AbstractOrganic fluorophores that efficiently emit ultraviolet (UV) light in the solid state are expected to accelerate the development of potentially attractive UV‐OLEDs. Herein, we demonstrate that 2′,5′‐dialkoxy‐, 2′,5′‐bis(siloxy)‐, and 2′‐(alkoxy)‐5′‐(siloxy)‐p‐terphenyls and 2,5‐dioxy‐1,4‐(1‐naphthyl)benzenes are efficient UV‐emitting solid fluorophores. The teraryls were prepared by a Pd‐catalyzed Suzuki–Miyaura cross‐coupling reaction of readily available 2,5‐dialkoxy‐1,4‐diiodobenzenes with phenyl‐ and (1‐naphthyl)boronic acid, followed by dealkylation–silylation. The dioxy‐p‐teraryls are thermally stable, with some having glass transition temperatures ranging from −8 to 47 °C. Single‐crystal X‐ray diffraction analysis of 2′,5′‐bis(triphenylsiloxy)‐ and 2′‐(hexyloxy)‐5′‐(triphenylsiloxy)‐p‐terphenyls revealed that the terphenyl moieties adopted twisted conformations, and there were no intramolecular π–π interactions in the crystal packing.
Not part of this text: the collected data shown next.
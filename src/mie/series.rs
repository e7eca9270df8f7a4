//! # 级数截断
//!
//! N_max = ceil(x + 4·x^(1/3) + 2)（Wiscombe, Appl. Opt. 19, 1505, 1980）。
//!
//! ## 依赖关系
//! - 被 `mie/engine.rs`, `mie/bessel.rs` 使用

/// 向下递推起点相对 N_max 的安全余量
pub const RECURRENCE_MARGIN: usize = 15;

/// 截断阶与递推起点的上限
///
/// 覆盖 `MAX_SIZE_PARAMETER` 与 `MAX_MX` 允许的全部输入。
pub const MAX_SERIES_ORDER: usize = 2_000_000;

/// 将非负阶数截到 `MAX_SERIES_ORDER`，NaN 与无穷同样取上限
fn clamp_order(n: f64) -> usize {
    if n < MAX_SERIES_ORDER as f64 {
        n.max(0.0) as usize
    } else {
        MAX_SERIES_ORDER
    }
}

/// 由尺寸参数计算级数截断阶
pub fn series_order(size_parameter: f64) -> usize {
    let x = size_parameter;
    clamp_order((x + 4.0 * x.cbrt() + 2.0).ceil()).max(1)
}

/// 向下递推起始阶：max(N_max, |z|) + 余量
pub fn downward_start(n_max: usize, magnitude: f64) -> usize {
    clamp_order(magnitude.ceil())
        .max(n_max)
        .saturating_add(RECURRENCE_MARGIN)
}
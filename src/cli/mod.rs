//! # CLI 模块
//!
//! 使用 `clap` 定义命令行参数和子命令。
//!
//! ## 命令结构
//! - `compute`: 单个粒子的效率因子
//! - `sweep`: 波长 × 尺寸网格扫描
//!
//! ## 依赖关系
//! - 被 `main.rs` 使用
//! - 子模块: compute, sweep

pub mod compute;
pub mod sweep;

use clap::{Parser, Subcommand};

/// miescat - 均匀球形粒子 Mie 散射计算
#[derive(Parser)]
#[command(name = "miescat")]
#[command(author = "Changjiang Wu")]
#[command(version)]
#[command(about = "Mie scattering efficiencies for homogeneous spheres", long_about = None)]
#[command(propagate_version = true)]
pub struct Cli {
    #[command(subcommand)]
    pub command: Commands,
}

/// 可用的子命令
#[derive(Subcommand)]
pub enum Commands {
    /// Compute Qext, Qsca, Qabs, albedo and asymmetry for one sphere
    Compute(compute::ComputeArgs),

    /// Sweep efficiencies over a wavelength × size grid
    Sweep(sweep::SweepArgs),
}

#[cfg(test)]
mod tests {
    use super::*;
    use clap::CommandFactory;

    #[test]
    fn test_cli_definition() {
        Cli::command().debug_assert();
    }

    #[test]
    fn test_parse_compute() {
        let cli = Cli::try_parse_from([
            "miescat",
            "compute",
            "--size-parameter",
            "5",
            "--index",
            "1.5+0.01i",
        ])
        .unwrap();
        match cli.command {
            Commands::Compute(args) => {
                assert_eq!(args.size_parameter, Some(5.0));
                assert_eq!(args.index, "1.5+0.01i");
            }
            _ => panic!("expected compute"),
        }
    }

    #[test]
    fn test_size_parameter_conflicts_with_geometry() {
        let res = Cli::try_parse_from([
            "miescat",
            "compute",
            "--size-parameter",
            "5",
            "--wavelength",
            "500",
            "--radius",
            "100",
            "--index",
            "1.5",
        ]);
        assert!(res.is_err());
    }

    #[test]
    fn test_parse_sweep() {
        let cli = Cli::try_parse_from([
            "miescat",
            "sweep",
            "--wavelengths",
            "400-800:41",
            "--sizes",
            "50,100",
            "--index",
            "1.59",
            "--diameter",
            "--zip",
            "-o",
            "out.csv",
        ])
        .unwrap();
        match cli.command {
            Commands::Sweep(args) => {
                assert!(args.diameter);
                assert!(args.zip);
                assert_eq!(args.jobs, 0);
                assert_eq!(args.output.to_str(), Some("out.csv"));
            }
            _ => panic!("expected sweep"),
        }
    }
}
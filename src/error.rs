use crate::sync::token::Role;

#[derive(Debug, Clone, PartialEq, Eq, thiserror::Error)]
pub enum Error {
    #[error("token storage must hold at least one slot")]
    ZeroCapacity,
    /// Every ticket is outstanding. Never retried by the lock, the caller picks the backoff.
    #[error("ticket ring full at capacity {capacity}")]
    Full { capacity: usize },
    #[error("{role} section ended without being begun")]
    NotHeld { role: Role },
    #[error("lock still in use: {reading} reading, {writing} writing, {waiting} waiting")]
    Busy {
        reading: usize,
        writing: usize,
        waiting: usize,
    },
    /// Ticket queue or counters disagree with the scheduler. Fatal unless the lock is lenient.
    #[error("invariant violated: {0}")]
    InvariantViolation(String),
    #[error("lock poisoned by a thread that panicked inside it")]
    Poisoned,
}

pub type Result<T, E = Error> = std::result::Result<T, E>;
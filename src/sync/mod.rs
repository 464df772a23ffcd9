pub mod diagnostics;
pub mod readerwriter;
pub mod ring;
pub mod token;

use tracing::error;

use crate::error::Result;

/// Fair Reader Writer lock admits waiters in the order they arrived.
///
/// The requirements for that are
/// 1. Mutual Exclusion - any number of readers, or exactly one writer, are inside at a time.
/// 2. No Starvation - once a writer queues, no reader arriving after it gets in first,
/// however many keep coming.
///
/// `begin_*` blocks until admitted (or fails without being admitted). `end_*` never blocks.
pub trait ReaderWriter {
    fn begin_read(&self) -> Result<()>;
    fn end_read(&self) -> Result<()>;
    fn begin_write(&self) -> Result<()>;
    fn end_write(&self) -> Result<()>;

    // Guards end the section on drop, unwinding included
    fn read(&self) -> Result<ReadGuard<'_, Self>> {
        self.begin_read()?;
        Ok(ReadGuard { lock: self })
    }
    fn write(&self) -> Result<WriteGuard<'_, Self>> {
        self.begin_write()?;
        Ok(WriteGuard { lock: self })
    }

    fn with_read<T>(&self, f: impl FnOnce() -> T) -> Result<T>
    where
        Self: Sized,
    {
        let _guard = self.read()?;
        Ok(f())
    }
    fn with_write<T>(&self, f: impl FnOnce() -> T) -> Result<T>
    where
        Self: Sized,
    {
        let _guard = self.write()?;
        Ok(f())
    }
}

#[must_use = "dropping the guard ends the read section"]
pub struct ReadGuard<'a, L: ReaderWriter + ?Sized> {
    lock: &'a L,
}

impl<L: ReaderWriter + ?Sized> Drop for ReadGuard<'_, L> {
    fn drop(&mut self) {
        if let Err(err) = self.lock.end_read() {
            error!(%err, "failed to end read section");
        }
    }
}

#[must_use = "dropping the guard ends the write section"]
pub struct WriteGuard<'a, L: ReaderWriter + ?Sized> {
    lock: &'a L,
}

impl<L: ReaderWriter + ?Sized> Drop for WriteGuard<'_, L> {
    fn drop(&mut self) {
        if let Err(err) = self.lock.end_write() {
            error!(%err, "failed to end write section");
        }
    }
}
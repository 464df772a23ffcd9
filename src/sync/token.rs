use std::fmt;

#[derive(Debug, Clone, Copy, PartialEq, Eq, Hash)]
pub enum Role {
    Reader,
    Writer,
}

impl fmt::Display for Role {
    fn fmt(&self, f: &mut fmt::Formatter<'_>) -> fmt::Result {
        match self {
            Role::Reader => f.write_str("reader"),
            Role::Writer => f.write_str("writer"),
        }
    }
}

/// Which waiter a release is allowed to pick at the head of the ring.
#[derive(Debug, Clone, Copy, PartialEq, Eq)]
pub enum Want {
    Reader,
    Writer,
    Any,
}

impl Want {
    pub fn admits(self, role: Role) -> bool {
        matches!(
            (self, role),
            (Want::Any, _) | (Want::Reader, Role::Reader) | (Want::Writer, Role::Writer)
        )
    }
}

/// State of the slot a ticket indexes into.
///
/// A ticket starts `*Waiting`, is flipped exactly once to the matching `*Pending`
/// by whoever releases it, and goes back to `Vacant` when its thread dequeues it.
#[derive(Debug, Clone, Copy, PartialEq, Eq, Default)]
pub enum Token {
    #[default]
    Vacant,
    ReaderWaiting,
    ReaderPending,
    WriterWaiting,
    WriterPending,
    /// Outstanding ticket whose thread left its wait abnormally.
    Abandoned,
}

impl Token {
    pub fn waiting(role: Role) -> Self {
        match role {
            Role::Reader => Token::ReaderWaiting,
            Role::Writer => Token::WriterWaiting,
        }
    }

    pub fn pending(role: Role) -> Self {
        match role {
            Role::Reader => Token::ReaderPending,
            Role::Writer => Token::WriterPending,
        }
    }

    pub fn role(self) -> Option<Role> {
        match self {
            Token::ReaderWaiting | Token::ReaderPending => Some(Role::Reader),
            Token::WriterWaiting | Token::WriterPending => Some(Role::Writer),
            Token::Vacant | Token::Abandoned => None,
        }
    }

    pub fn is_waiting(self) -> bool {
        matches!(self, Token::ReaderWaiting | Token::WriterWaiting)
    }

    pub fn is_pending(self) -> bool {
        matches!(self, Token::ReaderPending | Token::WriterPending)
    }

    pub fn as_char(self) -> char {
        match self {
            Token::Vacant => '-',
            Token::ReaderWaiting => 'R',
            Token::ReaderPending => 'r',
            Token::WriterWaiting => 'W',
            Token::WriterPending => 'w',
            Token::Abandoned => 'x',
        }
    }
}

impl fmt::Display for Token {
    fn fmt(&self, f: &mut fmt::Formatter<'_>) -> fmt::Result {
        write!(f, "{}", self.as_char())
    }
}
use crate::error::{Error, Result};

/// Bounded circular FIFO handing out slot indices ("tickets") in arrival order.
///
/// The ring only does the index arithmetic. What a slot means lives in the
/// token storage next to it, and all calls happen under the owning lock's mutex.
#[derive(Debug, Clone, PartialEq, Eq)]
pub struct Ring {
    capacity: usize,
    head: usize,
    used: usize,
}

impl Ring {
    pub fn new(capacity: usize) -> Self {
        Self {
            capacity,
            head: 0,
            used: 0,
        }
    }

    pub fn capacity(&self) -> usize {
        self.capacity
    }

    pub fn len(&self) -> usize {
        self.used
    }

    pub fn is_empty(&self) -> bool {
        self.used == 0
    }

    pub fn is_full(&self) -> bool {
        self.used == self.capacity
    }

    /// Ticket following `ticket` in ring order.
    pub fn next(&self, ticket: usize) -> usize {
        (ticket + 1) % self.capacity
    }

    /// Allocates the ticket at the tail, or `None` when every slot is outstanding.
    pub fn request(&mut self) -> Option<usize> {
        if self.is_full() {
            return None;
        }
        let ticket = (self.head + self.used) % self.capacity;
        self.used += 1;
        Some(ticket)
    }

    pub fn peek(&self) -> Option<usize> {
        (!self.is_empty()).then_some(self.head)
    }

    /// Most recently requested ticket still outstanding.
    pub fn last(&self) -> Option<usize> {
        (!self.is_empty()).then(|| (self.head + self.used - 1) % self.capacity)
    }

    /// Retires `ticket`, which must be the head.
    pub fn dequeue(&mut self, ticket: usize) -> Result<()> {
        match self.peek() {
            Some(head) if head == ticket => {
                self.head = self.next(head);
                self.used -= 1;
                Ok(())
            }
            head => Err(Error::InvariantViolation(format!(
                "dequeue of ticket {ticket} but head is {head:?}"
            ))),
        }
    }

    /// Takes back the most recent [`request`](Ring::request).
    pub fn revoke_last(&mut self) -> Option<usize> {
        let last = self.last()?;
        self.used -= 1;
        Some(last)
    }

    /// Outstanding tickets from head to tail.
    pub fn iter(&self) -> impl Iterator<Item = usize> + '_ {
        (0..self.used).map(move |offset| (self.head + offset) % self.capacity)
    }
}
The terphenyls in CH2Cl2 fluoresced at 370–386 nm with quantum yields of 0.30–0.44. Efficient UV emission (362–391 nm) of the teraryls was observed in the solid state, with quantum yields of 0.20–0.46. Density functional calculations suggest that the optical excitation of the terphenyls involves intramolecular charge transfer from the ethereal oxygen, with the moieties accepting the charge transfer depending on the substituents on the ethereal oxygen atoms.